%%

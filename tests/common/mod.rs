#![allow(dead_code, reason = "not every test binary uses every helper")]
#![allow(clippy::unwrap_used, reason = "allow in test files")]

use std::rc::Rc;

use rand::{Rng, SeedableRng};
use rand_xoshiro::Xoshiro128StarStar;

use scenecut::decode::{Decoder, RawFrame, VideoMetadata};
use scenecut::error::{Error, Result};

/// One frame of a synthetic clip. Shared buffers keep large clips cheap.
pub type ClipFrame = (Rc<Vec<u8>>, usize, usize);

/// In-memory decoder feeding hand-built frame sequences to the driver.
pub struct ClipDecoder {
    frames: Vec<ClipFrame>,
    fps: f64,
    index: usize,
    fail_after: Option<usize>,
}

impl ClipDecoder {
    pub fn new(frames: Vec<ClipFrame>, fps: f64) -> Self {
        Self {
            frames,
            fps,
            index: 0,
            fail_after: None,
        }
    }

    /// Simulates a mid-stream decoder failure after `frames` frames.
    pub fn failing_after(mut self, frames: usize) -> Self {
        self.fail_after = Some(frames);
        self
    }
}

impl Decoder for ClipDecoder {
    fn metadata(&self) -> VideoMetadata {
        let (width, height) = self
            .frames
            .first()
            .map_or((0, 0), |(_, width, height)| (*width, *height));
        VideoMetadata {
            width,
            height,
            fps: self.fps,
            total_frames: Some(self.frames.len() as u64),
            duration: Some(self.frames.len() as f64 / self.fps),
        }
    }

    fn next_frame(&mut self) -> Result<Option<RawFrame<'_>>> {
        if self.fail_after.is_some_and(|limit| self.index >= limit) {
            return Err(Error::Decoder("simulated mid-stream failure".to_owned()));
        }
        let Some((data, width, height)) = self.frames.get(self.index) else {
            return Ok(None);
        };
        let frame_number = self.index as u64;
        self.index += 1;
        Ok(Some(RawFrame {
            data: data.as_slice(),
            width: *width,
            height: *height,
            pts: frame_number as f64 / self.fps,
            frame_number,
        }))
    }
}

pub fn solid(width: usize, height: usize, value: u8) -> ClipFrame {
    (Rc::new(vec![value; width * height]), width, height)
}

pub fn noise(width: usize, height: usize, seed: u64) -> ClipFrame {
    let mut rng = Xoshiro128StarStar::seed_from_u64(seed);
    let data = (0..width * height).map(|_| rng.random()).collect();
    (Rc::new(data), width, height)
}

/// A quantized two-axis gradient shifted right by `shift` pixels, with the
/// left edge clamped. The SAD surface it produces is monotone, so motion
/// search always compensates the pan exactly.
pub fn panned_gradient(width: usize, height: usize, shift: usize) -> ClipFrame {
    let data = (0..height)
        .flat_map(|y| {
            (0..width).map(move |x| (x.saturating_sub(shift) / 4 + y / 8) as u8)
        })
        .collect();
    (Rc::new(data), width, height)
}

pub fn cut_frames(result: &scenecut::DetectionResult) -> Vec<u64> {
    result.scenes.iter().map(|scene| scene.frame_number).collect()
}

%%

§ **Task**
Starting at the line that has "fn metadata(&self) ->" in the records above, restate word for word every line until the one that has "duration: Some(self.frames.len() as", and include that one as well.

§ **Result below**
    fn metadata(&self) -> VideoMetadata {
        let (width, height) = self
            .frames
            .first()
            .map_or((0, 0), |(_, width, height)| (*width, *height));
        VideoMetadata {
            width,
            height,
            fps: self.fps,
            total_frames: Some(self.frames.len() as u64),
            duration: Some(self.frames.len() as f64 / self.fps),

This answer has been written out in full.